Manifestantes ocupam Secretaria Municipal de Cultura de São Paulo

Cerca de 70 pessoas subiram ao 11º andar do prédio situado na Avenida São João, centro da capital, nas imediações do Largo do Paissandú

Um grupo de manifestantes ocupa desde o início da tarde desta quarta-feira, 31, a sede da Secretaria Municipal de Cultura em protesto pela saída do secretário André Sturm e pelo descongelamento de recursos para a área.

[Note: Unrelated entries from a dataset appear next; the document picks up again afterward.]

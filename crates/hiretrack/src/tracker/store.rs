use std::collections::{BTreeMap, BTreeSet, HashMap};
use std::sync::{Arc, Mutex, MutexGuard};

use chrono::{DateTime, Utc};

use super::domain::{
    applied_date_desc, ApplicationId, ApplicationStatus, JobApplication, Page, PageRequest, User,
};
use super::repository::{
    ApplicationFilter, ApplicationRepository, RepositoryError, UserRepository,
};

#[derive(Debug, Default)]
struct Tables {
    users: BTreeMap<String, User>,
    applications: HashMap<ApplicationId, JobApplication>,
}

impl Tables {
    fn sorted_applications(&self, filter: &ApplicationFilter) -> Vec<JobApplication> {
        let mut matching: Vec<JobApplication> = self
            .applications
            .values()
            .filter(|application| filter.matches(application))
            .cloned()
            .collect();
        matching.sort_by(applied_date_desc);
        matching
    }
}

/// In-process store backing both tables behind one lock, so every call is a single
/// atomic unit: the owner check on insert, the cascade on user deletion and the
/// compound id/owner predicates never observe a half-applied write.
#[derive(Debug, Default, Clone)]
pub struct MemoryStore {
    tables: Arc<Mutex<Tables>>,
}

impl MemoryStore {
    pub fn new() -> Self {
        Self::default()
    }

    fn tables(&self) -> Result<MutexGuard<'_, Tables>, RepositoryError> {
        self.tables
            .lock()
            .map_err(|_| RepositoryError::Unavailable("store lock poisoned".to_string()))
    }
}

impl UserRepository for MemoryStore {
    fn list_users(&self, page: PageRequest) -> Result<Page<User>, RepositoryError> {
        let tables = self.tables()?;
        Ok(Page::paginate(tables.users.values().cloned(), page))
    }

    fn fetch_user(&self, email: &str) -> Result<Option<User>, RepositoryError> {
        let tables = self.tables()?;
        Ok(tables.users.get(email).cloned())
    }

    fn insert_user(&self, user: User) -> Result<User, RepositoryError> {
        let mut tables = self.tables()?;
        if tables.users.contains_key(&user.email) {
            return Err(RepositoryError::Conflict);
        }
        tables.users.insert(user.email.clone(), user.clone());
        Ok(user)
    }

    fn update_user(&self, user: User) -> Result<User, RepositoryError> {
        let mut tables = self.tables()?;
        let existing = tables
            .users
            .get_mut(&user.email)
            .ok_or(RepositoryError::NotFound)?;
        *existing = user.clone();
        Ok(user)
    }

    fn delete_user(&self, email: &str) -> Result<usize, RepositoryError> {
        let mut tables = self.tables()?;
        if tables.users.remove(email).is_none() {
            return Err(RepositoryError::NotFound);
        }

        let before = tables.applications.len();
        tables
            .applications
            .retain(|_, application| application.owner_email != email);
        Ok(before - tables.applications.len())
    }
}

impl ApplicationRepository for MemoryStore {
    fn list_applications(
        &self,
        page: PageRequest,
    ) -> Result<Page<JobApplication>, RepositoryError> {
        let tables = self.tables()?;
        let all = ApplicationFilter::default();
        let ordered = tables.sorted_applications(&all);
        Ok(Page::paginate(ordered.into_iter(), page))
    }

    fn find_applications(
        &self,
        filter: &ApplicationFilter,
    ) -> Result<Vec<JobApplication>, RepositoryError> {
        let tables = self.tables()?;
        Ok(tables.sorted_applications(filter))
    }

    fn insert_application(
        &self,
        application: JobApplication,
    ) -> Result<JobApplication, RepositoryError> {
        let mut tables = self.tables()?;
        if !tables.users.contains_key(&application.owner_email) {
            return Err(RepositoryError::MissingOwner(application.owner_email));
        }
        if tables.applications.contains_key(&application.id) {
            return Err(RepositoryError::Conflict);
        }
        tables
            .applications
            .insert(application.id, application.clone());
        Ok(application)
    }

    fn fetch_owned(
        &self,
        id: &ApplicationId,
        owner_email: &str,
    ) -> Result<Option<JobApplication>, RepositoryError> {
        let tables = self.tables()?;
        Ok(tables
            .applications
            .get(id)
            .filter(|application| application.owner_email == owner_email)
            .cloned())
    }

    fn update_status(
        &self,
        id: &ApplicationId,
        owner_email: &str,
        status: ApplicationStatus,
        updated_at: DateTime<Utc>,
    ) -> Result<Option<JobApplication>, RepositoryError> {
        let mut tables = self.tables()?;
        match tables.applications.get_mut(id) {
            Some(application) if application.owner_email == owner_email => {
                application.status = status;
                application.updated_at = application.updated_at.max(updated_at);
                Ok(Some(application.clone()))
            }
            _ => Ok(None),
        }
    }

    fn delete_owned(
        &self,
        id: &ApplicationId,
        owner_email: &str,
    ) -> Result<bool, RepositoryError> {
        let mut tables = self.tables()?;
        let owned = tables
            .applications
            .get(id)
            .is_some_and(|application| application.owner_email == owner_email);
        if owned {
            tables.applications.remove(id);
        }
        Ok(owned)
    }

    fn owners_with_status(
        &self,
        status: ApplicationStatus,
    ) -> Result<Vec<String>, RepositoryError> {
        let tables = self.tables()?;
        let owners: BTreeSet<&String> = tables
            .applications
            .values()
            .filter(|application| application.status == status)
            .map(|application| &application.owner_email)
            .collect();
        Ok(owners.into_iter().cloned().collect())
    }
}
use std::sync::{Arc, Mutex};

use axum::body::Body;
use axum::http::{header, Method, Request};
use axum::response::Response;
use chrono::{DateTime, Local, NaiveDate, TimeZone, Utc};
use mockable::Clock;
use serde_json::Value;

use crate::tracker::domain::{
    ApplicationId, ApplicationStatus, JobApplication, NewApplication, NewUser, Page, PageRequest,
    User,
};
use crate::tracker::repository::{
    ApplicationFilter, ApplicationRepository, RepositoryError, UserRepository,
};
use crate::tracker::{MemoryStore, TrackerServices};
use crate::SharedClock;

pub(crate) fn fixture_time() -> DateTime<Utc> {
    Utc.with_ymd_and_hms(2024, 1, 20, 10, 0, 0)
        .single()
        .expect("valid fixture timestamp")
}

/// Clock that moves forward one second every time it is read.
pub(crate) struct SteppingClock(Mutex<DateTime<Utc>>);

impl SteppingClock {
    pub(crate) fn starting_at(now: DateTime<Utc>) -> Self {
        Self(Mutex::new(now))
    }
}

impl Clock for SteppingClock {
    fn local(&self) -> DateTime<Local> {
        self.utc().with_timezone(&Local)
    }

    fn utc(&self) -> DateTime<Utc> {
        let mut now = self.0.lock().expect("clock mutex poisoned");
        let current = *now;
        *now = current + chrono::Duration::seconds(1);
        current
    }
}

pub(crate) fn stepping_clock() -> SharedClock {
    Arc::new(SteppingClock::starting_at(fixture_time()))
}

pub(crate) fn build_services() -> (TrackerServices<MemoryStore>, Arc<MemoryStore>) {
    let store = Arc::new(MemoryStore::new());
    let services = TrackerServices::new(store.clone(), stepping_clock());
    (services, store)
}

pub(crate) fn new_user(email: &str, name: &str) -> NewUser {
    NewUser {
        email: email.to_string(),
        name: name.to_string(),
    }
}

pub(crate) fn new_application(
    company: &str,
    position: &str,
    status: ApplicationStatus,
    applied_date: Option<(i32, u32, u32)>,
) -> NewApplication {
    NewApplication {
        company: company.to_string(),
        position: position.to_string(),
        status,
        applied_date: applied_date
            .map(|(y, m, d)| NaiveDate::from_ymd_opt(y, m, d).expect("valid date")),
        notes: None,
    }
}

pub(crate) fn seed_user(services: &TrackerServices<MemoryStore>, email: &str) -> User {
    services
        .users
        .create_user(new_user(email, "Seeded User"))
        .expect("seed user")
}

pub(crate) fn seed_application(
    services: &TrackerServices<MemoryStore>,
    owner: &str,
    company: &str,
    status: ApplicationStatus,
    applied_date: Option<(i32, u32, u32)>,
) -> JobApplication {
    services
        .applications
        .create(
            new_application(company, "Engineer", status, applied_date),
            owner,
        )
        .expect("seed application")
}

/// Store whose every call fails as if the database were down.
pub(crate) struct UnavailableStore;

fn unavailable<T>() -> Result<T, RepositoryError> {
    Err(RepositoryError::Unavailable("connection refused".to_string()))
}

impl UserRepository for UnavailableStore {
    fn list_users(&self, _page: PageRequest) -> Result<Page<User>, RepositoryError> {
        unavailable()
    }

    fn fetch_user(&self, _email: &str) -> Result<Option<User>, RepositoryError> {
        unavailable()
    }

    fn insert_user(&self, _user: User) -> Result<User, RepositoryError> {
        unavailable()
    }

    fn update_user(&self, _user: User) -> Result<User, RepositoryError> {
        unavailable()
    }

    fn delete_user(&self, _email: &str) -> Result<usize, RepositoryError> {
        unavailable()
    }
}

impl ApplicationRepository for UnavailableStore {
    fn list_applications(
        &self,
        _page: PageRequest,
    ) -> Result<Page<JobApplication>, RepositoryError> {
        unavailable()
    }

    fn find_applications(
        &self,
        _filter: &ApplicationFilter,
    ) -> Result<Vec<JobApplication>, RepositoryError> {
        unavailable()
    }

    fn insert_application(
        &self,
        _application: JobApplication,
    ) -> Result<JobApplication, RepositoryError> {
        unavailable()
    }

    fn fetch_owned(
        &self,
        _id: &ApplicationId,
        _owner_email: &str,
    ) -> Result<Option<JobApplication>, RepositoryError> {
        unavailable()
    }

    fn update_status(
        &self,
        _id: &ApplicationId,
        _owner_email: &str,
        _status: ApplicationStatus,
        _updated_at: DateTime<Utc>,
    ) -> Result<Option<JobApplication>, RepositoryError> {
        unavailable()
    }

    fn delete_owned(
        &self,
        _id: &ApplicationId,
        _owner_email: &str,
    ) -> Result<bool, RepositoryError> {
        unavailable()
    }

    fn owners_with_status(
        &self,
        _status: ApplicationStatus,
    ) -> Result<Vec<String>, RepositoryError> {
        unavailable()
    }
}

pub(crate) fn json_request(method: Method, uri: &str, body: Value) -> Request<Body> {
    Request::builder()
        .method(method)
        .uri(uri)
        .header(header::CONTENT_TYPE, "application/json")
        .body(Body::from(serde_json::to_vec(&body).expect("json body")))
        .expect("request builds")
}

pub(crate) fn empty_request(method: Method, uri: &str) -> Request<Body> {
    Request::builder()
        .method(method)
        .uri(uri)
        .body(Body::empty())
        .expect("request builds")
}

pub(crate) async fn read_body(response: Response) -> Vec<u8> {
    axum::body::to_bytes(response.into_body(), 1024 * 1024)
        .await
        .expect("read body")
        .to_vec()
}

pub(crate) async fn read_json_body(response: Response) -> Value {
    serde_json::from_slice(&read_body(response).await).expect("json payload")
}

Cerca de 70 pessoas subiram ao 11º andar do prédio situado na Avenida São João, centro da capital, nas imediações do Largo do Paissandú.

A Guarda Civil Metropolitana e a Polícia Militar foram acionadas para o endereço.

Representantes de movimentos culturais da periferia e ligados à Dança, Música e Teatro solicitam contato com o prefeito João Doria (PSDB), com o vice-prefeito Bruno Covas e com o secretário de governo, Júlio Semeghini.

Os guardas-civis e policiais que acompanham o movimento disseram que o ato segue pacífico, apesar da resistência do grupo em deixar o local; eles relataram que pretender passar a noite no prédio, se for necessário.

Na calçada da avenida, outro grupo de 50 pessoas se reúne com mantimentos para repassar aos que ocupam o 11º andar.

Cerca de 15 viaturas estão posicionadas nas imediações do largo acompanhando o ato.

Do lado de fora do 11.º andar, manifestantes expuseram faixas com “Fora, Strum” (sic) e “Contra o genocídio da juventude preta”.

Os integrantes do protesto relataram que há algum tempo criticam o alegado congelamento de verbas para programas da área.

A declaração do secretário André Sturm, que na noite da segunda-feira passada ameaçou o ativista Gustavo Soares ao dizer “vou quebrar a sua cara”, teria desencadeado o novo movimento.

A frase foi dita ao integrante do Movimento Cultural Ermelino Matarazzo, da zona leste da capital:

“A gente não está conversando, você é um chato, rapaz. (…) Eu vou quebrar a sua cara, é isso mesmo: eu vou quebrar a sua cara. Vai cuidar da sua vida”.

A discussão ocorreu no fim da tarde de segunda-feira, 29, na sede da Secretaria Municipal de Cultura, na qual o Movimento Cultural Ermelino Matarazzo pretendia discutir a renovação de um fomento cultural que recebia da Prefeitura.

Em nota enviada à imprensa, o secretário pediu desculpas e comentou o episódio.

“Durante reunião com agentes culturais de Ermelino Matarazzo me exaltei e usei linguagem inadequada para a posição de Secretário. Por esta atitude peço desculpas ao rapaz e a todos os munícipes”, escreveu.